PERMATEX, INC., Plaintiff,

The opinion of the court was delivered by: GABRIEL GORENSTEIN, Magistrate Judge


Defendant Loctite Corporation ("Loctite") has moved for leave to amend its answer to assert two new counterclaims, for misappropriation of trade secrets and for tortious interference with contractual relations. Plaintiff Permatex, Inc. ("Permatex") opposes both amendments. For the reasons stated below, Loctite's motion is granted.


  Under Fed.R.Civ.P. 13(f), "[w]hen a pleader fails to set up a counterclaim through oversight, inadvertence, or excusable neglect, or when justice requires, the pleader may by leave of court set up the counterclaim by amendment." This rule must be "read . . . together with Rule 15(a) . . ., which provides that leave to amend a pleading `shall be freely given when justice so requires.'" Gillette Co. v. Philips Oral Healthcare, Inc., 2001 WL 1442637, at *14 (S.D.N.Y. Nov. 15, 2001) (quoting Fed.R. Civ. P. 15(a)); accord Bergquist v. Aetna U.S. Healthcare, 289 F. Supp.2d 400, 415 (S.D.N.Y. 2003). The logic behind Rule 15(a)'s liberal standard is that "pleadings are to serve the limited role of providing the opposing party with notice of the claim or defense to be litigated, and `mere technicalities' should not prevent cases from being decided on the merits." Monahan v. N.Y.C. Dep't of Corr., 214 F.3d 275, 283 (2d Cir.) (citations omitted), cert. denied, 531 U.S. 1035 (2000). Indeed, "it is rare that such leave should be denied." Ricciuti v. N.Y.C. Transit Auth., 941 F.2d 119, 123 (2d Cir. 1991) (citation omitted). Nonetheless, "`[u]ndue delay, bad faith or dilatory motive on the part of the movant, repeated failure to cure deficiencies by amendments previously allowed, undue prejudice to the opposing party . . . [or] futility of amendment' will serve to prevent an amendment prior to trial." Dougherty v. Town of N. Hempstead Bd. of Zoning Appeals, 282 F.3d 83, 87 (2d Cir. 2002) (quoting Foman v. Davis, 371 U.S. 178, 182 (1962)).

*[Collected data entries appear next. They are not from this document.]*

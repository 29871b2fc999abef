//! Multi-platform availability sets.
//!
//! ```
//! use tola_branch::platform::{Availability, FixedProbe, MinimumVersion, Platform, Version};
//!
//! const GLASS: Availability<'static> = Availability::new(
//!     &[
//!         MinimumVersion::new(Platform::Ios, 26),
//!         MinimumVersion::new(Platform::MacOs, 26),
//!     ],
//!     false,
//! );
//!
//! let phone = FixedProbe::new(Platform::Ios, Version::new(26, 1));
//! let desktop = FixedProbe::new(Platform::Windows, Version::new(10, 0));
//! assert!(GLASS.evaluate_with(&phone));
//! assert!(!GLASS.evaluate_with(&desktop));
//! ```

use super::{MinimumVersion, RunningPlatform, SystemProbe, VersionProbe};
use crate::primitives::Condition;

/// Per-platform minimums, plus what to answer on platforms not listed.
#[derive(Debug, Clone, Copy, PartialEq, Eq)]
pub struct Availability<'a> {
    requirements: &'a [MinimumVersion],
    others: bool,
}

impl<'a> Availability<'a> {
    /// `others` is the answer for a known platform absent from `requirements`.
    pub const fn new(requirements: &'a [MinimumVersion], others: bool) -> Self {
        Availability { requirements, others }
    }

    pub fn requirements(&self) -> &'a [MinimumVersion] {
        self.requirements
    }

    pub fn allows_others(&self) -> bool {
        self.others
    }

    /// First requirement naming the running platform decides.
    pub fn is_met_by(&self, running: &RunningPlatform) -> bool {
        self.requirements
            .iter()
            .find(|req| req.platform == running.platform)
            .map_or(self.others, |req| req.is_met_by(running))
    }

    /// An undetectable platform is `false`, wildcard or not.
    pub fn evaluate_with<P: VersionProbe + ?Sized>(&self, probe: &P) -> bool {
        probe.running().is_some_and(|running| self.is_met_by(&running))
    }
}

impl Condition for Availability<'_> {
    fn evaluate(self) -> bool {
        self.evaluate_with(&SystemProbe)
    }
}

Where, as here, an amendment to add a counterclaim is at issue, a court should also consider "whether the counterclaim is compulsory." Gucci Am., Inc. v. Exclusive Imps. Int'l, 2001 WL 21253, at *6 (S.D.N.Y. Jan. 9, 2001); accord Gabourel v. Bouchard Transp. Co., 901 F. Supp. 142, 144 (S.D.N.Y. 1995).

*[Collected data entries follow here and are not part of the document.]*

//! Free-function value selection.
//!
//! These work for any `T` without opting in. [`Selectable`](crate::Selectable)
//! exposes the same operations as associated functions on the type itself.

use crate::primitives::{Condition, Not};

/// Returns `primary` if `condition` holds, else `fallback`.
///
/// ```
/// use tola_branch::select::select_if;
///
/// assert_eq!(select_if(true, "A", "B"), "A");
/// assert_eq!(select_if(|| false, "A", "B"), "B");
/// ```
#[inline]
pub fn select_if<T, C: Condition>(condition: C, primary: T, fallback: T) -> T {
    if condition.evaluate() { primary } else { fallback }
}

/// Returns `primary` if `condition` does NOT hold, else `fallback`.
#[inline]
pub fn select_unless<T, C: Condition>(condition: C, primary: T, fallback: T) -> T {
    select_if(Not(condition), primary, fallback)
}

/// Calls `resolver` once and returns its result.
///
/// For selections with more than two tiers:
///
/// ```
/// use tola_branch::select::select_resolved;
///
/// let major = 16;
/// let style = select_resolved(|| {
///     if major >= 17 {
///         "glass"
///     } else if major >= 15 {
///         "material"
///     } else {
///         "plain"
///     }
/// });
/// assert_eq!(style, "material");
/// ```
#[inline]
pub fn select_resolved<T, F: FnOnce() -> T>(resolver: F) -> T {
    resolver()
}
//! Procedural macros for tola-branch
//!
//! | Macro | Target | Purpose |
//! |-------|--------|---------|
//! | `#[derive(Selectable)]` | struct/enum/union | Opt a type into `Selectable` |
//! | `available!()` | expression | Platform availability condition |
//!
//! ## Example
//!
//! ```ignore
//! #[derive(Selectable)]
//! enum Chrome { Glass, Flat }
//!
//! let chrome = Chrome::select_if(available!(ios 26, macos 26, *), Chrome::Glass, Chrome::Flat);
//! ```

use proc_macro::TokenStream;
use syn::parse_macro_input;

// =============================================================================
// Module Declarations (common / user)
// =============================================================================

mod common;
mod user;

// =============================================================================
// User-Facing Macros (user/)
// =============================================================================

/// Derive macro to opt a type into `Selectable`.
///
/// Generics and where clauses are carried over unchanged.
///
/// # Example
/// ```ignore
/// #[derive(Selectable)]
/// struct Inset<T> { edge: T }
///
/// let inset = Inset::select_if(compact, Inset { edge: 4 }, Inset { edge: 12 });
/// ```
#[proc_macro_derive(Selectable)]
pub fn derive_selectable(input: TokenStream) -> TokenStream {
    let input = parse_macro_input!(input as syn::DeriveInput);
    user::expand_derive_selectable(input).into()
}

/// Build an `Availability` from `platform version` pairs.
///
/// Versions are `major` or `major.minor`. A trailing `*` makes the condition
/// true on any detected platform not listed. Evaluating it on a platform whose
/// version cannot be detected yields `false`.
///
/// # Example
/// ```ignore
/// let glass = available!(ios 26, macos 26.1, *);
/// if glass.evaluate_with(&probe) { ... }
/// ```
#[proc_macro]
pub fn available(input: TokenStream) -> TokenStream {
    let input = parse_macro_input!(input as common::AvailableInput);
    user::expand_available(input).into()
}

  A. Permatex's Undue Delay and Prejudice Arguments

  Permatex first argues that leave should be denied because of Loctite's undue delay in bringing this motion and the resulting prejudice. See Plaintiff's Memorandum of Law in Opposition to Defendant's Motion for Leave to Amend Its Counterclaim, filed May 24, 2004 (Docket #47) ("Pl. Mem."), at 3-6. Loctite responds that its motion was timely filed because it learned of the factual bases underlying its proposed counterclaims only on March 2, 2004 — during the deposition of Hans Haas, the current Vice President of Technology for Permatex and former manager of product development for Loctite — and shortly thereafter filed its motion for leave to amend. See Loctite Corporation's Memorandum in Support of Its Motion for Leave to Amend Its Answer to Assert Additional Counterclaims, dated April 29, 2004 ("Def. Mem.") (reproduced in Notice of Motion for Leave to Amend Its Answer to Assert Additional Counterclaims, filed April 29, 2004 (Docket #45)), at 3-5; see also Declaration of Hans Haas, filed May 24, 2004 (Docket #46) ("Haas Decl."), ¶¶ 1, 5.

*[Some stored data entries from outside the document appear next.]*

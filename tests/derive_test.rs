//! Tests for `#[derive(Selectable)]` and `available!`.

use std::fmt::Debug;

use tola_branch::platform::{Availability, FixedProbe, MinimumVersion, Platform, Version};
use tola_branch::prelude::*;

#[derive(Debug, PartialEq, Selectable)]
enum Chrome {
    Glass,
    Flat,
}

#[derive(Debug, PartialEq, Selectable)]
struct Inset<T> {
    edge: T,
}

#[derive(Debug, PartialEq, Selectable)]
struct Labeled<'a, T>
where
    T: Debug,
{
    label: &'a str,
    value: T,
}

// =============================================================================
// #[derive(Selectable)]
// =============================================================================

#[test]
fn test_derive_on_enum() {
    assert_eq!(Chrome::select_if(true, Chrome::Glass, Chrome::Flat), Chrome::Glass);
    assert_eq!(Chrome::select_unless(true, Chrome::Glass, Chrome::Flat), Chrome::Flat);
}

#[test]
fn test_derive_with_generics() {
    let inset = Inset::select_if(false, Inset { edge: 4u8 }, Inset { edge: 12u8 });
    assert_eq!(inset, Inset { edge: 12 });
}

#[test]
fn test_derive_with_lifetime_and_where_clause() {
    let picked = Labeled::select_resolved(|| Labeled { label: "count", value: 3 });
    assert_eq!(picked.label, "count");
    assert_eq!(picked.value, 3);
}

fn pick<T: Selectable>(flag: bool, a: T, b: T) -> T {
    T::select_if(flag, a, b)
}

#[test]
fn test_derived_type_in_generic_context() {
    assert_eq!(pick(false, Chrome::Glass, Chrome::Flat), Chrome::Flat);
}

// =============================================================================
// available!
// =============================================================================

#[test]
fn test_available_expands_requirements() {
    let glass = available!(ios 17, macos 14.2);
    assert_eq!(
        glass.requirements(),
        &[
            MinimumVersion::new(Platform::Ios, 17),
            MinimumVersion::at(Platform::MacOs, Version::new(14, 2)),
        ]
    );
    assert!(!glass.allows_others());
}

#[test]
fn test_available_matches_hand_built() {
    const HAND: Availability<'static> =
        Availability::new(&[MinimumVersion::new(Platform::Android, 14)], true);
    let generated = available!(android 14, *);
    assert_eq!(generated, HAND);
}

#[test]
fn test_available_evaluates_against_probe() {
    let glass = available!(ios 17, macos 14, *);
    assert!(glass.evaluate_with(&FixedProbe::new(Platform::Ios, Version::new(17, 0))));
    assert!(!glass.evaluate_with(&FixedProbe::new(Platform::Ios, Version::new(16, 4))));
    assert!(!glass.evaluate_with(&FixedProbe::new(Platform::MacOs, Version::new(13, 6))));
    assert!(glass.evaluate_with(&FixedProbe::new(Platform::Windows, Version::new(10, 0))));
    assert!(!glass.evaluate_with(&FixedProbe::unknown()));
}

#[test]
fn test_available_as_condition() {
    // Evaluated against the real host; only the shape of the result is known.
    let chrome = Chrome::select_if(available!(visionos 1, *), Chrome::Glass, Chrome::Flat);
    if Platform::current().is_none() {
        assert_eq!(chrome, Chrome::Flat);
    }
}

  Permatex's argument is threefold. First, it asserts that Loctite knew or should have known in 1999 of the alleged misappropriation because Loctite neither removed the alleged trade-secret documents from Haas's files before his move to Permatex nor objected when the movers packed his files and shipped them to Permatex. See Pl. Mem. at 4. See generally Berman v. Parco, 986 F. Supp. 195, 217 (S.D.N.Y. 1997) ("[T]he Court may deny a motion to amend when the movant knew or should have known of the facts upon which the amendment is based when the original pleading was filed, particularly when the movant offers no excuse for the delay." (internal quotation marks and citation omitted)). Thus, according to Permatex, "Loctite should be charged with knowing for more than three years before filing this motion that Hass [sic] had [the alleged trade-secret documents] and shipped them to Permatex." Pl. Mem. at 4.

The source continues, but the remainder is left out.